Required action: Going through the data below, find how many lines include the word "UnknownSubcommand", and reply with that number alone.

Collected data entries
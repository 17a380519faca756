//! Host platform seam.
//!
//! The sampler never reaches for process-wide state: everything it needs
//! from the embedding server — a scheduler to run its periodic task on,
//! the capture backends the platform ships, class metadata for overload
//! disambiguation — arrives through this one handle, passed explicitly at
//! `start()`.

use std::sync::Arc;

use crate::capture::CaptureBackend;
use crate::sampler::disambiguator::ClassMetadata;

/// Services the embedding host provides to a sampling session.
pub trait HostPlatform: Send + Sync {
    /// Runtime the session's periodic capture task is spawned on.
    ///
    /// This is the host's scheduling contract: timers, periodic callbacks
    /// and off-main-thread execution all come from this handle.
    fn scheduler(&self) -> tokio::runtime::Handle;

    /// The native (signal/instrumentation) backend, when this platform has
    /// one. `None` on platforms where only the runtime-provided mechanism
    /// exists.
    fn native_backend(&self) -> Option<Arc<dyn CaptureBackend>> {
        None
    }

    /// The always-available runtime-provided backend. A platform returning
    /// `None` here *and* from [`native_backend`](Self::native_backend)
    /// cannot be sampled at all.
    fn fallback_backend(&self) -> Option<Arc<dyn CaptureBackend>>;

    /// Class metadata used to split overloaded method names. Optional —
    /// without it, overloads are separated by call-site line instead.
    fn class_metadata(&self) -> Option<Arc<dyn ClassMetadata>> {
        None
    }
}
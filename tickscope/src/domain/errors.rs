//! Structured error types for the sampler pipeline.
//!
//! Split along the fault taxonomy: configuration problems fail `start()`
//! synchronously, capture faults are logged and counted but never abort a
//! running session, and export faults degrade single entries rather than
//! the whole snapshot.

use thiserror::Error;

/// Errors reported synchronously by `SamplerBuilder::start`.
#[derive(Error, Debug)]
pub enum StartError {
    #[error("sampling interval must be greater than zero")]
    ZeroInterval,

    #[error("specific thread selection is empty")]
    EmptyThreadSelection,

    #[error("platform offers no capture backend")]
    UnsupportedPlatform,
}

/// A single thread-dump attempt failed.
///
/// Never fatal to a session: the owning tick logs it, bumps a counter and
/// moves on. Per-thread gaps are not errors at all — backends simply omit
/// the thread.
#[derive(Error, Debug)]
pub enum CaptureError {
    #[error("capture backend '{backend}' failed: {reason}")]
    BackendFailed { backend: &'static str, reason: String },

    #[error("capture exceeded the {budget_ms}ms budget")]
    BudgetExceeded { budget_ms: u64 },
}

/// Errors surfaced while writing a snapshot out.
#[derive(Error, Debug)]
pub enum ExportError {
    #[error(transparent)]
    Io(#[from] std::io::Error),

    #[error(transparent)]
    Json(#[from] serde_json::Error),
}
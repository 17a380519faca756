//! The sampling engine: capture policies, session lifecycle, scheduling.
//!
//! A [`SamplerBuilder`] binds the policies together and hands back a running
//! [`Sampler`]; everything else in this module is a closed policy set
//! dispatched at a single match site.

pub mod builder;
pub mod disambiguator;
pub mod dumper;
pub mod grouper;
pub mod session;

pub use builder::SamplerBuilder;
pub use disambiguator::{ClassMetadata, MethodDescription, MethodDisambiguator};
pub use dumper::ThreadDumper;
pub use grouper::ThreadGrouper;
pub use session::{Sampler, SamplerStats, SamplerStatus};
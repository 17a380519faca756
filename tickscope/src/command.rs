//! Host command surface.
//!
//! Game servers expose the profiler through their own command systems
//! (`/profiler start --interval 10 ...`). This module does the
//! platform-independent half: it parses subcommand tokens into a typed
//! action and offers tab-completion candidates for partial input. All
//! semantics stay with [`SamplerBuilder`] — the host adapter just applies
//! the returned action to its sampler handle.

use std::str::FromStr;
use std::time::Duration;

use thiserror::Error;

use crate::sampler::{SamplerBuilder, ThreadDumper, ThreadGrouper};

const SUBCOMMANDS: &[&str] = &["start", "stop", "status"];
const START_FLAGS: &[&str] = &[
    "--interval",
    "--timeout",
    "--grouper",
    "--thread",
    "--force-fallback",
];
const GROUPER_VALUES: &[&str] = &["by-name", "by-pool", "as-one"];

#[derive(Error, Debug, PartialEq, Eq)]
pub enum CommandError {
    #[error("expected a subcommand: start, stop or status")]
    MissingSubcommand,

    #[error("unknown subcommand '{0}'")]
    UnknownSubcommand(String),

    #[error("unknown flag '{0}'")]
    UnknownFlag(String),

    #[error("flag '{0}' expects a value")]
    MissingValue(&'static str),

    #[error("invalid value '{value}' for '{flag}': {reason}")]
    InvalidValue {
        flag: &'static str,
        value: String,
        reason: String,
    },
}

/// A parsed profiler command, ready for the host adapter to act on.
#[derive(Debug)]
pub enum ProfilerCommand {
    Start(StartOptions),
    Stop,
    Status,
}

/// Options gathered from a `start` invocation.
#[derive(Debug, Default)]
pub struct StartOptions {
    pub interval: Option<Duration>,
    pub timeout: Option<Duration>,
    pub grouper: Option<ThreadGrouper>,
    /// Thread name selector: exact name, `prefix*` wildcard, or `*`.
    pub thread: Option<String>,
    pub force_fallback: bool,
}

impl StartOptions {
    /// Apply these options on top of builder defaults.
    pub fn into_builder(self) -> SamplerBuilder {
        let mut builder = SamplerBuilder::new();
        if let Some(interval) = self.interval {
            builder = builder.sampling_interval(interval);
        }
        if let Some(timeout) = self.timeout {
            builder = builder.complete_after(timeout);
        }
        if let Some(grouper) = self.grouper {
            builder = builder.thread_grouper(grouper);
        }
        builder = builder.thread_dumper(self.dumper());
        builder.force_fallback_backend(self.force_fallback)
    }

    fn dumper(&self) -> ThreadDumper {
        match self.thread.as_deref() {
            None | Some("*") => ThreadDumper::All,
            Some(pattern) => match pattern.strip_suffix('*') {
                Some(prefix) => {
                    let prefix = prefix.to_string();
                    ThreadDumper::filtered(move |name| name.starts_with(&prefix))
                }
                None => {
                    let exact = pattern.to_string();
                    ThreadDumper::filtered(move |name| name == exact)
                }
            },
        }
    }
}

/// Parse subcommand + argument tokens.
pub fn parse(args: &[&str]) -> Result<ProfilerCommand, CommandError> {
    let (&subcommand, rest) = args.split_first().ok_or(CommandError::MissingSubcommand)?;
    match subcommand {
        "stop" => Ok(ProfilerCommand::Stop),
        "status" => Ok(ProfilerCommand::Status),
        "start" => parse_start(rest).map(ProfilerCommand::Start),
        other => Err(CommandError::UnknownSubcommand(other.to_string())),
    }
}

fn parse_start(args: &[&str]) -> Result<StartOptions, CommandError> {
    let mut options = StartOptions::default();
    let mut tokens = args.iter();
    while let Some(&flag) = tokens.next() {
        match flag {
            "--interval" => {
                let millis: u64 = parse_value("--interval", tokens.next().copied())?;
                options.interval = Some(Duration::from_millis(millis));
            }
            "--timeout" => {
                let seconds: u64 = parse_value("--timeout", tokens.next().copied())?;
                options.timeout = Some(Duration::from_secs(seconds));
            }
            "--grouper" => {
                options.grouper = Some(parse_value("--grouper", tokens.next().copied())?);
            }
            "--thread" => {
                let value = tokens.next().ok_or(CommandError::MissingValue("--thread"))?;
                options.thread = Some((*value).to_string());
            }
            "--force-fallback" => options.force_fallback = true,
            other => return Err(CommandError::UnknownFlag(other.to_string())),
        }
    }
    Ok(options)
}

fn parse_value<T>(flag: &'static str, value: Option<&str>) -> Result<T, CommandError>
where
    T: FromStr,
    T::Err: std::fmt::Display,
{
    let value = value.ok_or(CommandError::MissingValue(flag))?;
    value.parse().map_err(|err: T::Err| CommandError::InvalidValue {
        flag,
        value: value.to_string(),
        reason: err.to_string(),
    })
}

/// Tab-completion candidates for partial input.
///
/// The last token is treated as the one being completed; candidates are
/// filtered by its prefix. An empty slice completes the subcommand list.
pub fn tab_complete(args: &[&str]) -> Vec<String> {
    let (partial, before) = match args.split_last() {
        None => return candidates(SUBCOMMANDS, ""),
        Some((last, before)) => (*last, before),
    };

    if before.is_empty() {
        return candidates(SUBCOMMANDS, partial);
    }
    if before[0] != "start" {
        return Vec::new();
    }

    // Completing the value of the previous flag?
    match before.last() {
        Some(&"--grouper") => candidates(GROUPER_VALUES, partial),
        Some(&"--interval" | &"--timeout" | &"--thread") => Vec::new(),
        _ => START_FLAGS
            .iter()
            .filter(|flag| !before.contains(*flag))
            .filter(|flag| flag.starts_with(partial))
            .map(|flag| (*flag).to_string())
            .collect(),
    }
}

fn candidates(all: &[&str], prefix: &str) -> Vec<String> {
    all.iter()
        .filter(|c| c.starts_with(prefix))
        .map(|c| (*c).to_string())
        .collect()
}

Response to the exercise: 2